A 26/08/2015 foi aprovada uma nova Lei que impõe um período de carência de 5 anos para quem for apanhado a  maltratar animais. Mas do papel à execução da lei vai uma enormidade e os contornos do entendimento sobre maltratos dão pano para mangas, o que equivale a dizer que há sempre quem se safe a menos que seja apanhado em flagrante delito, o que obviamente no caso de quem é indefeso como os animais, é dificílimo.
Depois, ainda há o outro quadro: caso seja condenado, como se atesta sobre o impedimento de ter animais sob a sua tutela durante este tempo.

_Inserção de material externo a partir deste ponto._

impl App {
    fn new() -> (Self, Task<Message>) {
        let config = Config::load();
        let input_id = Id::unique();

        let app = App {
            input_text: String::new(),
            chat: ChatLog::default(),
            staged: None,
            model: config.default_model(),
            client: None,
            clipboard: arboard::Clipboard::new().ok(),
            markdown: HashMap::new(),
            loading_frame: 0,
            input_id: input_id.clone(),
        };

        let backend_url = config.backend.url;
        let relay_task = Task::future(async move {
            match relay::start(backend_url).await {
                Ok(addr) => Message::RelayStarted(Ok(addr)),
                Err(e) => Message::RelayStarted(Err(e.to_string())),
            }
        });

        (app, Task::batch([text_input::focus(input_id), relay_task]))
    }

    fn update(&mut self, message: Message) -> Task<Message> {
        match message {
            Message::RelayStarted(Ok(addr)) => {
                self.client = Some(AnalysisClient::new(addr));
                Task::none()
            }
            Message::RelayStarted(Err(e)) => {
                tracing::error!("failed to start the analysis relay: {e}");
                self.chat
                    .push_error(format!("The analysis service failed to start: {e}"));
                Task::none()
            }
            Message::InputChanged(value) => {
                self.input_text = value;
                Task::none()
            }
            Message::ModelSelected(model) => {
                self.model = model;
                Task::none()
            }
            Message::Submit => {
                let text = self.input_text.trim().to_string();
                if !chat::submission_eligible(&text, self.staged.is_some()) {
                    return Task::none();
                }
                if !self.chat.begin_request() {
                    return Task::none();
                }

                // The image wins when both are present.
                let query = if let Some(image) = self.staged.take() {
                    self.chat.push_user_image(image.preview.clone());
                    AnalysisQuery::Image {
                        data_uri: capture::to_data_uri(&image),
                    }
                } else {
                    self.chat.push_user_text(&text);
                    AnalysisQuery::Text(text)
                };
                self.input_text.clear();

                let Some(client) = self.client.clone() else {
                    self.chat.push_error(RELAY_STARTING.to_string());
                    self.chat.finish_request();
                    return Task::none();
                };
                let model = self.model;

                Task::future(async move {
                    match client.analyze(query, model).await {
                        Ok(content) => Message::ResponseReceived(content),
                        Err(explanation) => Message::AnalysisFailed(explanation),
                    }
                })
            }
            Message::ResponseReceived(content) => {
                let id = self.chat.push_assistant(content.clone());
                self.markdown.insert(id, markdown::parse(&content).collect());
                self.chat.finish_request();
                Task::none()
            }
            Message::AnalysisFailed(explanation) => {
                self.chat.push_error(explanation);
                self.chat.finish_request();
                Task::none()
            }
            Message::PickImage => Task::future(async {
                let file = rfd::AsyncFileDialog::new()
                    .add_filter("Images", &["png", "jpg", "jpeg", "gif", "webp", "bmp"])
                    .pick_file()
                    .await;
                Message::ImageSelected(file.map(|f| f.path().to_path_buf()))
            }),
            Message::CaptureScreen => Task::future(async {
                match tokio::task::spawn_blocking(capture::capture_screen).await {
                    Ok(Ok(path)) => Message::ImageSelected(Some(path)),
                    Ok(Err(e)) => {
                        tracing::warn!("screen capture failed: {e}");
                        Message::ImageSelected(None)
                    }
                    Err(e) => {
                        tracing::warn!("screen capture task failed: {e}");
                        Message::ImageSelected(None)
                    }
                }
            }),
            Message::ImageSelected(Some(path)) => Task::future(async move {
                match capture::load_file(path).await {
                    Ok(image) => Message::ImageStaged(Some(image)),
                    Err(e) => {
                        tracing::debug!("ignoring selected payload: {e}");
                        Message::ImageStaged(None)
                    }
                }
            }),
            Message::ImageSelected(None) => Task::none(),
            Message::ImageStaged(Some(image)) => {
                // Replaces any previously staged image.
                self.staged = Some(image);
                Task::none()
            }
            Message::ImageStaged(None) => Task::none(),
            Message::PasteImage => {
                if let Some(clipboard) = self.clipboard.as_mut() {
                    if let Some(image) = capture::from_clipboard(clipboard) {
                        self.staged = Some(image);
                    }
                }
                Task::none()
            }
            Message::RemoveImage => {
                self.staged = None;
                Task::none()
            }
            Message::DeleteMessage(id) => {
                self.chat.delete(id);
                self.markdown.remove(&id);
                Task::none()
            }
            Message::CopyResult(id) => {
                let content = self
                    .chat
                    .messages()
                    .iter()
                    .find(|message| message.id == id)
                    .and_then(|message| message.result.clone());
                match content {
                    Some(content) => clipboard::write(content),
                    None => Task::none(),
                }
            }
            Message::LinkClicked(_) => Task::none(),
            Message::Tick => {
                if self.chat.is_busy() {
                    self.loading_frame = (self.loading_frame + 1) % 40; // 10 frames * 4 phrases
                }
                Task::none()
            }
        }
    }

    fn subscription(&self) -> Subscription<Message> {
        let timer = if self.chat.is_busy() {
            time::every(Duration::from_millis(80)).map(|_| Message::Tick)
        } else {
            Subscription::none()
        };

        let events = event::listen_with(|event, _status, _id| match event {
            IcedEvent::Window(window::Event::FileDropped(path)) => {
                Some(Message::ImageSelected(Some(path)))
            }
            IcedEvent::Keyboard(keyboard::Event::KeyPressed {
                key: Key::Named(keyboard::key::Named::Escape),
                ..
            }) => Some(Message::RemoveImage),
            IcedEvent::Keyboard(keyboard::Event::KeyPressed {
                key: Key::Character(ref c),
                modifiers,
                ..
            }) if c.as_str() == "v" && modifiers.command() => Some(Message::PasteImage),
            _ => None,
        });

        Subscription::batch([timer, events])
    }

    fn view(&self) -> Element<Message> {
        let header = row![
            text("Nutrilens").size(20),
            horizontal_space(),
            pick_list(&AnalysisModel::ALL[..], Some(self.model), Message::ModelSelected),
        ]
        .spacing(10)
        .align_y(alignment::Vertical::Center);

        let conversation: Element<Message> = if self.chat.is_empty() {
            container(
                column![
                    text("Welcome to Nutrilens").size(26),
                    text("Type a food name or add a photo to learn its nutrition facts and benefits")
                        .size(15),
                ]
                .spacing(8)
                .align_x(alignment::Horizontal::Center),
            )
            .width(Length::Fill)
            .height(Length::Fill)
            .align_x(alignment::Horizontal::Center)
            .align_y(alignment::Vertical::Center)
            .into()
        } else {
            let mut feed = column![].spacing(18).padding(Padding::from([10, 4]));
            for message in self.chat.messages() {
                feed = feed.push(self.message_card(message));
            }
            if self.chat.is_busy() {
                feed = feed.push(self.loading_indicator());
            }
            scrollable(feed).height(Length::Fill).into()
        };

        let mut compose = column![].spacing(8);
        if let Some(staged) = &self.staged {
            compose = compose.push(
                row![
                    image(staged.preview.clone()).height(120),
                    button(text("Remove").size(12))
                        .style(button::text)
                        .on_press(Message::RemoveImage),
                ]
                .spacing(8)
                .align_y(alignment::Vertical::Center),
            );
        }

        let busy = self.chat.is_busy();
        let can_submit = chat::submission_eligible(&self.input_text, self.staged.is_some());

        let input = text_input("Type a food name or add a photo...", &self.input_text)
            .on_input(Message::InputChanged)
            .on_submit(Message::Submit)
            .padding(12)
            .size(15)
            .id(self.input_id.clone());

        let controls = row![
            input,
            button(text("Photo").size(13))
                .on_press_maybe((!busy).then_some(Message::PickImage))
                .padding(8),
            button(text("Capture").size(13))
                .on_press_maybe((!busy).then_some(Message::CaptureScreen))
                .padding(8),
            button(text("Send").size(13))
                .on_press_maybe((can_submit && !busy).then_some(Message::Submit))
                .padding(8),
        ]
        .spacing(8)
        .align_y(alignment::Vertical::Center);

        compose = compose.push(controls);

        container(column![header, conversation, compose].spacing(12).padding(14))
            .width(Length::Fill)
            .height(Length::Fill)
            .into()
    }

    fn message_card<'a>(&'a self, message: &'a ChatMessage) -> Element<'a, Message> {
        match message.sender {
            Sender::User => {
                let body: Element<Message> = match (&message.kind, &message.preview) {
                    (InputKind::Image, Some(preview)) => image(preview.clone()).height(220).into(),
                    _ => container(text(&message.input).size(15))
                        .padding(Padding::from([8, 12]))
                        .style(container::rounded_box)
                        .into(),
                };
                let controls = button(text("Delete").size(12))
                    .style(button::text)
                    .on_press(Message::DeleteMessage(message.id))
                    .padding(2);

                container(
                    column![body, controls]
                        .spacing(4)
                        .align_x(alignment::Horizontal::Right),
                )
                .width(Length::Fill)
                .align_x(alignment::Horizontal::Right)
                .into()
            }
            Sender::Assistant => {
                let content = message.result.as_deref().unwrap_or_default();
                let body: Element<Message> = if message.error {
                    text(format!("⚠ {content}")).size(15).style(text::danger).into()
                } else if let Some(items) = self.markdown.get(&message.id) {
                    markdown::view(
                        items,
                        markdown::Settings::default(),
                        markdown::Style::from_palette(self.theme().palette()),
                    )
                    .map(Message::LinkClicked)
                } else {
                    text(content).size(15).into()
                };

                let mut controls = row![].spacing(6);
                if !message.error {
                    controls = controls.push(
                        button(text("Copy").size(12))
                            .style(button::text)
                            .on_press(Message::CopyResult(message.id))
                            .padding(2),
                    );
                }
                controls = controls.push(
                    button(text("Delete").size(12))
                        .style(button::text)
                        .on_press(Message::DeleteMessage(message.id))
                        .padding(2),
                );

                column![body, controls].spacing(4).width(Length::Fill).into()
            }
        }
    }

    fn loading_indicator(&self) -> Element<'static, Message> {
        let frames = ["⠋", "⠙", "⠹", "⠸", "⠼", "⠴", "⠦", "⠧", "⠇", "⠏"];
        let phrases = [
            "Reading the label...",
            "Weighing the portions...",
            "Counting the calories...",
            "Consulting the food database...",
        ];

        let phrase = (self.loading_frame / 10) % phrases.len();
        let spinner = self.loading_frame % frames.len();

        row![
            text(frames[spinner]).size(16),
            text(phrases[phrase]).size(14),
        ]
        .spacing(8)
        .align_y(alignment::Vertical::Center)
        .into()
    }

    fn theme(&self) -> Theme {
        Theme::TokyoNight
    }
}
//! Chat message model and the ordered conversation log.

use iced::widget::image::Handle;

pub type MessageId = u64;

#[derive(Debug, Clone, Copy, PartialEq, Eq)]
pub enum Sender {
    User,
    Assistant,
}

/// What the user submitted. Assistant replies always render as text.
#[derive(Debug, Clone, Copy, PartialEq, Eq)]
pub enum InputKind {
    Text,
    Image,
}

#[derive(Debug, Clone)]
pub struct ChatMessage {
    pub id: MessageId,
    pub kind: InputKind,
    /// The literal text the user typed. Empty for assistant messages and
    /// image submissions.
    pub input: String,
    /// Decoded preview for image submissions.
    pub preview: Option<Handle>,
    pub sender: Sender,
    /// Analysis text for assistant messages.
    pub result: Option<String>,
    pub error: bool,
}

/// Whether an analysis request is currently outstanding. A new submission is
/// rejected while awaiting a response; there is no queueing.
#[derive(Debug, Clone, Copy, PartialEq, Eq, Default)]
pub enum Phase {
    #[default]
    Idle,
    AwaitingResponse,
}

/// Ordered conversation history, oldest first. Messages are immutable once
/// appended; the only mutation besides appending is whole-message deletion.
#[derive(Debug, Default)]
pub struct ChatLog {
    messages: Vec<ChatMessage>,
    next_id: MessageId,
    phase: Phase,
}

impl ChatLog {
    pub fn messages(&self) -> &[ChatMessage] {
        &self.messages
    }

    pub fn is_empty(&self) -> bool {
        self.messages.is_empty()
    }

    pub fn is_busy(&self) -> bool {
        self.phase == Phase::AwaitingResponse
    }

    /// Transition into `AwaitingResponse`. Returns false, leaving the log
    /// untouched, if a request is already outstanding.
    pub fn begin_request(&mut self) -> bool {
        if self.phase == Phase::AwaitingResponse {
            return false;
        }
        self.phase = Phase::AwaitingResponse;
        true
    }

    /// Return to `Idle`. Called on every completion, success or failure.
    pub fn finish_request(&mut self) {
        self.phase = Phase::Idle;
    }

    pub fn push_user_text(&mut self, text: &str) -> MessageId {
        self.push(ChatMessage {
            id: 0,
            kind: InputKind::Text,
            input: text.to_string(),
            preview: None,
            sender: Sender::User,
            result: None,
            error: false,
        })
    }

    pub fn push_user_image(&mut self, preview: Handle) -> MessageId {
        self.push(ChatMessage {
            id: 0,
            kind: InputKind::Image,
            input: String::new(),
            preview: Some(preview),
            sender: Sender::User,
            result: None,
            error: false,
        })
    }

    pub fn push_assistant(&mut self, content: String) -> MessageId {
        self.push(ChatMessage {
            id: 0,
            kind: InputKind::Text,
            input: String::new(),
            preview: None,
            sender: Sender::Assistant,
            result: Some(content),
            error: false,
        })
    }

    pub fn push_error(&mut self, explanation: String) -> MessageId {
        self.push(ChatMessage {
            id: 0,
            kind: InputKind::Text,
            input: String::new(),
            preview: None,
            sender: Sender::Assistant,
            result: Some(explanation),
            error: true,
        })
    }

    /// Remove exactly the message with the given id, preserving the relative
    /// order of the rest. Unknown ids are ignored.
    pub fn delete(&mut self, id: MessageId) {
        self.messages.retain(|message| message.id != id);
    }

    fn push(&mut self, mut message: ChatMessage) -> MessageId {
        let id = self.next_id;
        self.next_id += 1;
        message.id = id;
        self.messages.push(message);
        id
    }
}

/// A submission needs a non-blank text or a staged image.
pub fn submission_eligible(text: &str, has_image: bool) -> bool {
    has_image || !text.trim().is_empty()
}
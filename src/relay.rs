//! Local relay between the chat client and the analysis backend.
//!
//! The client never talks to the backend directly: it posts JSON to this
//! loopback route, which re-encodes the submission as the multipart form the
//! backend expects, forwards it, and shapes the reply back into the
//! `{success, data, error}` contract. Every call is independent; the relay
//! holds no state beyond its HTTP client and the backend address.

use std::net::SocketAddr;
use std::sync::Arc;

use anyhow::{anyhow, bail, Context, Result};
use axum::extract::{DefaultBodyLimit, FromRequest, Multipart, Request, State};
use axum::http::{header, StatusCode};
use axum::response::{IntoResponse, Response};
use axum::routing::post;
use axum::{Json, Router};
use base64::engine::general_purpose::STANDARD as BASE64;
use base64::Engine as _;
use serde::{Deserialize, Serialize};
use serde_json::Value;
use tower_http::cors::{Any, CorsLayer};

use crate::client::AnalysisModel;

const BODY_LIMIT: usize = 20 * 1024 * 1024;
const INVALID_REQUEST: &str = "Invalid request format";
const BACKEND_DOWN: &str =
    "Could not connect to the analysis backend. Please make sure it is running.";
const BACKEND_FAILED: &str = "Analysis failed";

/// JSON intake of the relay route.
#[derive(Debug, Clone, Default, Serialize, Deserialize)]
pub struct AnalyzeRequest {
    #[serde(skip_serializing_if = "Option::is_none")]
    pub food_name: Option<String>,
    #[serde(skip_serializing_if = "Option::is_none")]
    pub image_data: Option<String>,
    #[serde(skip_serializing_if = "Option::is_none")]
    pub model: Option<String>,
}

/// JSON reply of the relay route.
#[derive(Debug, Clone, Serialize, Deserialize)]
pub struct AnalyzeReply {
    pub success: bool,
    #[serde(skip_serializing_if = "Option::is_none")]
    pub data: Option<String>,
    #[serde(skip_serializing_if = "Option::is_none")]
    pub error: Option<String>,
}

impl AnalyzeReply {
    fn done(content: String) -> Self {
        AnalyzeReply {
            success: true,
            data: Some(content),
            error: None,
        }
    }

    fn failure(explanation: impl Into<String>) -> Self {
        AnalyzeReply {
            success: false,
            data: None,
            error: Some(explanation.into()),
        }
    }
}

pub struct RelayState {
    backend_url: String,
    http: reqwest::Client,
}

impl RelayState {
    pub fn new(backend_url: impl Into<String>) -> Self {
        RelayState {
            backend_url: backend_url.into().trim_end_matches('/').to_string(),
            http: reqwest::Client::new(),
        }
    }
}

pub fn router(state: Arc<RelayState>) -> Router {
    Router::new()
        .route("/api/analyze", post(analyze))
        .layer(DefaultBodyLimit::max(BODY_LIMIT))
        .layer(
            CorsLayer::new()
                .allow_origin(Any)
                .allow_methods(Any)
                .allow_headers(Any),
        )
        .with_state(state)
}

/// Bind the relay on an ephemeral loopback port and serve it in the
/// background. Returns the bound address for the client to target.
pub async fn start(backend_url: String) -> Result<SocketAddr> {
    let state = Arc::new(RelayState::new(backend_url));
    let app = router(state);

    let listener = tokio::net::TcpListener::bind(("127.0.0.1", 0))
        .await
        .context("failed to bind the analysis relay")?;
    let addr = listener.local_addr()?;
    tracing::info!("analysis relay listening on {addr}");

    tokio::spawn(async move {
        if let Err(e) = axum::serve(listener, app).await {
            tracing::error!("analysis relay stopped: {e}");
        }
    });

    Ok(addr)
}

/// One validated submission, ready to forward.
struct Submission {
    model: String,
    payload: Payload,
}

enum Payload {
    Image { bytes: Vec<u8>, mime: String },
    Text(String),
}

impl Submission {
    /// Image takes precedence when both are present; neither is a client
    /// error caught before any backend call.
    fn build(
        model: Option<String>,
        text: Option<String>,
        image: Option<(Vec<u8>, String)>,
    ) -> Result<Submission> {
        let model = model
            .filter(|m| !m.trim().is_empty())
            .unwrap_or_else(|| AnalysisModel::default().id().to_string());

        let payload = if let Some((bytes, mime)) = image {
            Payload::Image { bytes, mime }
        } else if let Some(text) = text.filter(|t| !t.trim().is_empty()) {
            Payload::Text(text)
        } else {
            bail!("neither text nor image supplied");
        };

        Ok(Submission { model, payload })
    }

    fn from_json(request: AnalyzeRequest) -> Result<Submission> {
        let image = match request.image_data {
            Some(uri) => Some(decode_data_uri(&uri)?),
            None => None,
        };
        Submission::build(request.model, request.food_name, image)
    }
}

async fn analyze(State(state): State<Arc<RelayState>>, req: Request) -> Response {
    let content_type = req
        .headers()
        .get(header::CONTENT_TYPE)
        .and_then(|v| v.to_str().ok())
        .unwrap_or_default()
        .to_string();

    let submission = if content_type.starts_with("application/json") {
        let bytes = match axum::body::to_bytes(req.into_body(), BODY_LIMIT).await {
            Ok(bytes) => bytes,
            Err(e) => {
                tracing::debug!("failed to read request body: {e}");
                return invalid_request();
            }
        };
        let request: AnalyzeRequest = match serde_json::from_slice(&bytes) {
            Ok(request) => request,
            Err(e) => {
                tracing::debug!("rejecting malformed analyze request: {e}");
                return invalid_request();
            }
        };
        match Submission::from_json(request) {
            Ok(submission) => submission,
            Err(e) => {
                tracing::debug!("rejecting analyze request: {e}");
                return invalid_request();
            }
        }
    } else if content_type.starts_with("multipart/form-data") {
        match read_multipart(req).await {
            Ok(submission) => submission,
            Err(e) => {
                tracing::debug!("rejecting multipart analyze request: {e}");
                return invalid_request();
            }
        }
    } else {
        return invalid_request();
    };

    let (status, reply) = forward(&state, submission).await;
    (status, Json(reply)).into_response()
}

async fn read_multipart(req: Request) -> Result<Submission> {
    let mut multipart = Multipart::from_request(req, &())
        .await
        .map_err(|e| anyhow!("not a multipart body: {e}"))?;

    let mut model = None;
    let mut text = None;
    let mut image = None;

    while let Some(field) = multipart
        .next_field()
        .await
        .map_err(|e| anyhow!("broken multipart field: {e}"))?
    {
        match field.name() {
            Some("model") => model = Some(field.text().await?),
            Some("text") => text = Some(field.text().await?),
            Some("image") => {
                let mime = field.content_type().unwrap_or("image/png").to_string();
                image = Some((field.bytes().await?.to_vec(), mime));
            }
            _ => {}
        }
    }

    Submission::build(model, text, image)
}

async fn forward(state: &RelayState, submission: Submission) -> (StatusCode, AnalyzeReply) {
    let mut form = reqwest::multipart::Form::new().text("model", submission.model);
    match submission.payload {
        Payload::Image { bytes, mime } => {
            let part = match reqwest::multipart::Part::bytes(bytes)
                .file_name("upload")
                .mime_str(&mime)
            {
                Ok(part) => part,
                Err(_) => return (StatusCode::BAD_REQUEST, AnalyzeReply::failure(INVALID_REQUEST)),
            };
            form = form.part("image", part);
        }
        Payload::Text(text) => form = form.text("text", text),
    }

    let endpoint = format!("{}/api/analyze", state.backend_url);
    let response = match state.http.post(&endpoint).multipart(form).send().await {
        Ok(response) => response,
        Err(e) => {
            tracing::warn!("analysis backend unreachable at {endpoint}: {e}");
            return (StatusCode::BAD_GATEWAY, AnalyzeReply::failure(BACKEND_DOWN));
        }
    };

    // A non-JSON reply means the backend is down or something else answered
    // on its port; the body is not worth parsing.
    let is_json = response
        .headers()
        .get(reqwest::header::CONTENT_TYPE)
        .and_then(|v| v.to_str().ok())
        .map(|v| v.contains("application/json"))
        .unwrap_or(false);
    if !is_json {
        tracing::warn!("analysis backend returned a non-JSON reply");
        return (StatusCode::BAD_GATEWAY, AnalyzeReply::failure(BACKEND_DOWN));
    }

    let value: Value = match response.json().await {
        Ok(value) => value,
        Err(e) => {
            tracing::warn!("failed to decode backend reply: {e}");
            return (StatusCode::BAD_GATEWAY, AnalyzeReply::failure(BACKEND_DOWN));
        }
    };

    let success = value
        .get("success")
        .and_then(Value::as_bool)
        .unwrap_or(false);
    if !success {
        let error = value
            .get("error")
            .and_then(Value::as_str)
            .unwrap_or(BACKEND_FAILED)
            .to_string();
        return (StatusCode::BAD_REQUEST, AnalyzeReply::failure(error));
    }

    let content = extract_content(value.get("data").unwrap_or(&Value::Null));
    (StatusCode::OK, AnalyzeReply::done(content))
}

fn invalid_request() -> Response {
    (
        StatusCode::BAD_REQUEST,
        Json(AnalyzeReply::failure(INVALID_REQUEST)),
    )
        .into_response()
}

/// Normalize the backend payload into one text block: strings pass through,
/// a `content` field wins over the rest, anything else is pretty-printed.
fn extract_content(data: &Value) -> String {
    match data {
        Value::String(text) => text.clone(),
        Value::Null => String::new(),
        other => {
            if let Some(content) = other.get("content").and_then(Value::as_str) {
                content.to_string()
            } else {
                serde_json::to_string_pretty(other).unwrap_or_default()
            }
        }
    }
}

fn decode_data_uri(uri: &str) -> Result<(Vec<u8>, String)> {
    let rest = uri
        .strip_prefix("data:")
        .context("image_data is not a data URI")?;
    let (mime, payload) = rest
        .split_once(";base64,")
        .context("image_data is not base64-encoded")?;
    let mime = if mime.is_empty() {
        "image/png".to_string()
    } else {
        mime.to_string()
    };
    let bytes = BASE64
        .decode(payload)
        .context("image_data payload is not valid base64")?;
    Ok((bytes, mime))
}

#[cfg(test)]
mod tests {
    use super::*;
    use serde_json::json;

    #[test]
    fn string_payloads_pass_through() {
        assert_eq!(extract_content(&json!("Apple: 52 kcal...")), "Apple: 52 kcal...");
    }

    #[test]
    fn nested_content_field_wins() {
        let data = json!({ "content": "Rich in vitamin C", "score": 3 });
        assert_eq!(extract_content(&data), "Rich in vitamin C");
    }

    #[test]
    fn other_objects_are_pretty_printed() {
        let data = json!({ "calories": 52 });
        let text = extract_content(&data);
        assert!(text.contains("\"calories\": 52"));
    }

    #[test]
    fn data_uri_decodes_mime_and_bytes() {
        let uri = format!("data:image/jpeg;base64,{}", BASE64.encode(b"abc"));
        let (bytes, mime) = decode_data_uri(&uri).unwrap();
        assert_eq!(bytes, b"abc");
        assert_eq!(mime, "image/jpeg");
    }

    #[test]
    fn bad_data_uris_are_rejected() {
        assert!(decode_data_uri("http://example.com/a.png").is_err());
        assert!(decode_data_uri("data:image/png;base64,!!!").is_err());
        assert!(decode_data_uri("data:image/png,plain").is_err());
    }

    #[test]
    fn image_takes_precedence_over_text() {
        let submission = Submission::build(
            None,
            Some("apple".to_string()),
            Some((vec![1, 2, 3], "image/png".to_string())),
        )
        .unwrap();
        assert!(matches!(submission.payload, Payload::Image { .. }));
        assert_eq!(submission.model, "nutrix");
    }

    #[test]
    fn blank_submissions_are_rejected() {
        assert!(Submission::build(None, None, None).is_err());
        assert!(Submission::build(None, Some("   ".to_string()), None).is_err());
    }

    #[test]
    fn explicit_model_is_kept() {
        let submission =
            Submission::build(Some("gemini".to_string()), Some("rice".to_string()), None).unwrap();
        assert_eq!(submission.model, "gemini");
    }
}
use serde::{Deserialize, Serialize};
use std::fs;
use std::path::{Path, PathBuf};

use crate::client::AnalysisModel;

/// Overrides the configured backend address when set.
pub const BACKEND_URL_ENV: &str = "NUTRILENS_BACKEND_URL";

fn default_backend_url() -> String {
    "http://127.0.0.1:5000".to_string()
}

fn default_model_id() -> String {
    AnalysisModel::default().id().to_string()
}

#[derive(Debug, Deserialize, Serialize)]
pub struct Config {
    #[serde(default)]
    pub backend: BackendConfig,
    #[serde(default)]
    pub window: WindowConfig,
}

#[derive(Debug, Deserialize, Serialize)]
pub struct BackendConfig {
    #[serde(default = "default_backend_url")]
    pub url: String,
    #[serde(default = "default_model_id")]
    pub default_model: String,
}

#[derive(Debug, Deserialize, Serialize)]
pub struct WindowConfig {
    pub width: u32,
    pub height: u32,
}

impl Default for Config {
    fn default() -> Self {
        Config {
            backend: BackendConfig::default(),
            window: WindowConfig::default(),
        }
    }
}

impl Default for BackendConfig {
    fn default() -> Self {
        BackendConfig {
            url: default_backend_url(),
            default_model: default_model_id(),
        }
    }
}

impl Default for WindowConfig {
    fn default() -> Self {
        WindowConfig {
            width: 560,
            height: 800,
        }
    }
}

impl Config {
    pub fn load() -> Self {
        let config_path = Self::get_config_path();

        let mut config = if config_path.exists() {
            Self::read_from(&config_path).unwrap_or_default()
        } else {
            if let Some(parent) = config_path.parent() {
                let _ = fs::create_dir_all(parent);
            }
            Config::default()
        };

        if let Ok(url) = std::env::var(BACKEND_URL_ENV) {
            config.backend.url = url;
        }

        config
    }

    fn read_from(path: &Path) -> Option<Config> {
        match fs::read_to_string(path) {
            Ok(contents) => match toml::from_str(&contents) {
                Ok(config) => Some(config),
                Err(e) => {
                    tracing::warn!("error parsing {}: {e}. Using defaults.", path.display());
                    None
                }
            },
            Err(e) => {
                tracing::warn!("error reading {}: {e}. Using defaults.", path.display());
                None
            }
        }
    }

    /// The model the session starts with; unknown ids fall back to the
    /// nutrition-specialized one.
    pub fn default_model(&self) -> AnalysisModel {
        AnalysisModel::from_id(&self.backend.default_model).unwrap_or_default()
    }

    pub fn get_config_path() -> PathBuf {
        if let Some(home) = std::env::var_os("HOME") {
            PathBuf::from(home).join(".config/nutrilens/config.toml")
        } else {
            PathBuf::from("config.toml")
        }
    }
}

E a seguir? Já não são bandidos?
Sabe-se perfeitamente que há gente que tem cães e gatos sem o mínimo de condições, amontoados, agrilhoados, em varandas, famintos e doentes e sem estarem devidamente registados às autoridades respectivas, sendo do conhecimento geral o que se passa e todos a fazerem vista grossa.
Quem garante a vida e segurança dos que estão sob risco?
 

No ano que acabou contava eu que cada vez gostava menos de pessoas e mais da minha matilha.
Mas a ser assim, como posso eu gostar de mim?
E a não me gostar, como posso sentir tão profundamente o que sinto pelos meus cães, que a sua falta leva-me a enterrar junto com aqueles que partem?
Então melhor nada sentir por eles também.
O preço que se paga quando nos deixam é tão mais violento que o amor que lhes tenho e a cura é impossível. Acho-lhes a falta quando distribuo a comida ou quando me acercam e as mãos não têm onde tocar. É aí que dou por mim a bater no peito e a não querer sentir.